EXTRACTED RECORDS:
****************************************

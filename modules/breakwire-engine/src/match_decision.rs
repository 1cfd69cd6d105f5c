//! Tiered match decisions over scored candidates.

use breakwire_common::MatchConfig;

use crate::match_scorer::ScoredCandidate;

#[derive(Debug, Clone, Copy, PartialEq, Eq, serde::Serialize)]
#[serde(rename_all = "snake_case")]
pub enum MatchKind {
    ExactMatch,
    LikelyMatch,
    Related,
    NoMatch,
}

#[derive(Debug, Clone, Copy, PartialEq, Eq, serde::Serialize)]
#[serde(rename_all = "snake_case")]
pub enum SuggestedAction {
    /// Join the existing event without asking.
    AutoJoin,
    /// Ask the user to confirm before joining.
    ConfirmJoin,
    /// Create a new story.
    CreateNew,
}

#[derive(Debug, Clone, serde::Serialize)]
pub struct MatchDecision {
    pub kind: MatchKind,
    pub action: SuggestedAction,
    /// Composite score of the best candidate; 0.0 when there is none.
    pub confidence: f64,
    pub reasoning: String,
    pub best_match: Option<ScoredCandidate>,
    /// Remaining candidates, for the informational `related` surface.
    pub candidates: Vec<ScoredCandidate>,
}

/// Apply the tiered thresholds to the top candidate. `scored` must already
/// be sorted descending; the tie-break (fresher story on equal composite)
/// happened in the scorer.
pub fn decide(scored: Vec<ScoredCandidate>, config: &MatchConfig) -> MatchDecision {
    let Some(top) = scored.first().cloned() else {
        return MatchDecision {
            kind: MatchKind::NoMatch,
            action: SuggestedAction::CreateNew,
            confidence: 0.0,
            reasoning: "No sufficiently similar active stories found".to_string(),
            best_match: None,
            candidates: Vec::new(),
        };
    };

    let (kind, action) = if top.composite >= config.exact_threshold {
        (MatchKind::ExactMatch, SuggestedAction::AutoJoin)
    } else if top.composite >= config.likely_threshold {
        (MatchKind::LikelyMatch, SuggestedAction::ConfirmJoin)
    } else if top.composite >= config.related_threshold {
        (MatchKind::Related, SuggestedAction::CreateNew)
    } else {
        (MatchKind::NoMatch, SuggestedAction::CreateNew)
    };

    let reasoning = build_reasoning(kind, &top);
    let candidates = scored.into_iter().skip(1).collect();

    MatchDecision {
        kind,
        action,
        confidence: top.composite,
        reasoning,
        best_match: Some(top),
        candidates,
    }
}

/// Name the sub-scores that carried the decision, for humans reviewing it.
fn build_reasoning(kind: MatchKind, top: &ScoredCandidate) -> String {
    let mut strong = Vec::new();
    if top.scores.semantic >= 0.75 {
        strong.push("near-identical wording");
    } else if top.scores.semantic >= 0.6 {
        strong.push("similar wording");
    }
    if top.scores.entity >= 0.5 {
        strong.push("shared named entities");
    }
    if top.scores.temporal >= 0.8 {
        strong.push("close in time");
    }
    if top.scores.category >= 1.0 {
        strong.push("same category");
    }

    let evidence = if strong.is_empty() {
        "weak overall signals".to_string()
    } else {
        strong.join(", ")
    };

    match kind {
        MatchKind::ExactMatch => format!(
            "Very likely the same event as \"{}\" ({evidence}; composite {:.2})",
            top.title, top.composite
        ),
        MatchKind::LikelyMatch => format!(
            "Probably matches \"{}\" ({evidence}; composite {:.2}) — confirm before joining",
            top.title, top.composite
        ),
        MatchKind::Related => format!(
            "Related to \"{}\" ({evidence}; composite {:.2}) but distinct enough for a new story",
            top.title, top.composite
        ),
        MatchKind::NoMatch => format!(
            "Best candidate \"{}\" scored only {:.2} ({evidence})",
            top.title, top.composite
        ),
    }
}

****************************************

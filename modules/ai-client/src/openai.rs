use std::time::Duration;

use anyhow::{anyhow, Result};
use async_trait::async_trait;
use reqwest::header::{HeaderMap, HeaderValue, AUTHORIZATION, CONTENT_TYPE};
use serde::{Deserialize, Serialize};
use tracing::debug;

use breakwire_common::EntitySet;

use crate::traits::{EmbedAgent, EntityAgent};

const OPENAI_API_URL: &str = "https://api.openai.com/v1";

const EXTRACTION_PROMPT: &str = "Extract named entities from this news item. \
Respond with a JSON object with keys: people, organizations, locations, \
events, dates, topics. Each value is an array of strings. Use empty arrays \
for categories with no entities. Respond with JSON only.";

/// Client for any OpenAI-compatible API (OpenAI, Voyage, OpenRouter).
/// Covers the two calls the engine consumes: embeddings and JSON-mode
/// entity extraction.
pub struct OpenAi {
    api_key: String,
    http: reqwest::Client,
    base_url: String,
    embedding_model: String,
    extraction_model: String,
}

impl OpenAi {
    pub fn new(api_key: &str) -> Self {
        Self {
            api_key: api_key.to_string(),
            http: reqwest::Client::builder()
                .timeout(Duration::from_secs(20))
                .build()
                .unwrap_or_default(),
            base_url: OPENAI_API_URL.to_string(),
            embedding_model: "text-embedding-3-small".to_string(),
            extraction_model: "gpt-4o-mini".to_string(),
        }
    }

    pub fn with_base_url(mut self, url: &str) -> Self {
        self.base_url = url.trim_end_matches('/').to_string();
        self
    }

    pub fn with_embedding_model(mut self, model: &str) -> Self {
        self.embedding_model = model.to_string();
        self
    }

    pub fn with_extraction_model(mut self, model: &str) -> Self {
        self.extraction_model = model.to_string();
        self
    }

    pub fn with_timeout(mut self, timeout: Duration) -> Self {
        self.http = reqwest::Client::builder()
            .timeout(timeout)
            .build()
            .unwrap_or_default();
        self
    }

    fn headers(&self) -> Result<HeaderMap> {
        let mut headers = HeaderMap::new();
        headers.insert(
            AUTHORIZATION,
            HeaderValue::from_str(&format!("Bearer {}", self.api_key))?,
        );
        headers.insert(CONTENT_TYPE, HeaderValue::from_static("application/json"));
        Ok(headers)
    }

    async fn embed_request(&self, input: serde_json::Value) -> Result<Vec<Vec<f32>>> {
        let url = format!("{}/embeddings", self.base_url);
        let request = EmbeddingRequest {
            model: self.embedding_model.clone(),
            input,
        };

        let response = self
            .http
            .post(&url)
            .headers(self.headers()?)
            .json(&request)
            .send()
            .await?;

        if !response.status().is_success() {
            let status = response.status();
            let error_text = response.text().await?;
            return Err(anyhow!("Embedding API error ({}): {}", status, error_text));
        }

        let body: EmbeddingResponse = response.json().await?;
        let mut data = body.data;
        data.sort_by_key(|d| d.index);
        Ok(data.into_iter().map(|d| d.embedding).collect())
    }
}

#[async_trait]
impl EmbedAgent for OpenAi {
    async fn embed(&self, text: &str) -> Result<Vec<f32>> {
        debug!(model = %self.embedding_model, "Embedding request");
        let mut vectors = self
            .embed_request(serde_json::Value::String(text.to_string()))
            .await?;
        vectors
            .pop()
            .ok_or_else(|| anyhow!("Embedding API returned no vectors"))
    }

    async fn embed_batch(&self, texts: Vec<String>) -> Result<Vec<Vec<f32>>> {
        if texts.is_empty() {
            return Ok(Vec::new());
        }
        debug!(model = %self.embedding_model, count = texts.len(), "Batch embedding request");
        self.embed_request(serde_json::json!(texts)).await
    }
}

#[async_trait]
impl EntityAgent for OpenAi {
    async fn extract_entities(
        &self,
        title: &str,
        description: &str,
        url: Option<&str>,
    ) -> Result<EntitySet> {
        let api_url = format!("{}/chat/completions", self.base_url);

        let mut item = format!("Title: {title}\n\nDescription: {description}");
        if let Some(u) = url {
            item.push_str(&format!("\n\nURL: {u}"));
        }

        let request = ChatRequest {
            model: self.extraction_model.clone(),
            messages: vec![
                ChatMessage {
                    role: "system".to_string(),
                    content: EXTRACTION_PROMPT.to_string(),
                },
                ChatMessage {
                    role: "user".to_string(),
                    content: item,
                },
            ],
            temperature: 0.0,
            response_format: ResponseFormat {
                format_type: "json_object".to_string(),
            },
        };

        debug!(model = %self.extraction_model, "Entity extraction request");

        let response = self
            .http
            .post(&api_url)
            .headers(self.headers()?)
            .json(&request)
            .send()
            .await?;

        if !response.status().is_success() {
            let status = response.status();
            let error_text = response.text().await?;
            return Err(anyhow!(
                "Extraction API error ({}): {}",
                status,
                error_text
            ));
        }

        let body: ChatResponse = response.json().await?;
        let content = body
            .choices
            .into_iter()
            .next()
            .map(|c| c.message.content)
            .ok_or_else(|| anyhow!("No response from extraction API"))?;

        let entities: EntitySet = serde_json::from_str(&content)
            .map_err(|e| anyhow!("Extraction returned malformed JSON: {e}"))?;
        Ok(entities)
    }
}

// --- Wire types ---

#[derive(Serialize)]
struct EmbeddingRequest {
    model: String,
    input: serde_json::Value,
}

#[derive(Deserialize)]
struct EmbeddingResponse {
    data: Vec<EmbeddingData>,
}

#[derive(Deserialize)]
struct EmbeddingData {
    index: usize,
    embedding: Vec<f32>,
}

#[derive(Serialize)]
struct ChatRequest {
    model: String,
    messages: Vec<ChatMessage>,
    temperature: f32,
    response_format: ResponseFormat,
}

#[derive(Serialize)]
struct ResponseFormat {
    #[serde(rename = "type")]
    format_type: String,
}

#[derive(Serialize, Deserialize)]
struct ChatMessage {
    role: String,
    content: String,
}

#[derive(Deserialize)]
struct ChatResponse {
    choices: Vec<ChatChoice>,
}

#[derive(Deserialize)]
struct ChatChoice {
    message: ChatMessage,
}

****************************************

Filter the entries down to the lines with the word "reqwest" in them, and copy those lines.

EXPECTED ANSWER:
use reqwest::header::{HeaderMap, HeaderValue, AUTHORIZATION, CONTENT_TYPE};
    http: reqwest::Client,
            http: reqwest::Client::builder()
        self.http = reqwest::Client::builder()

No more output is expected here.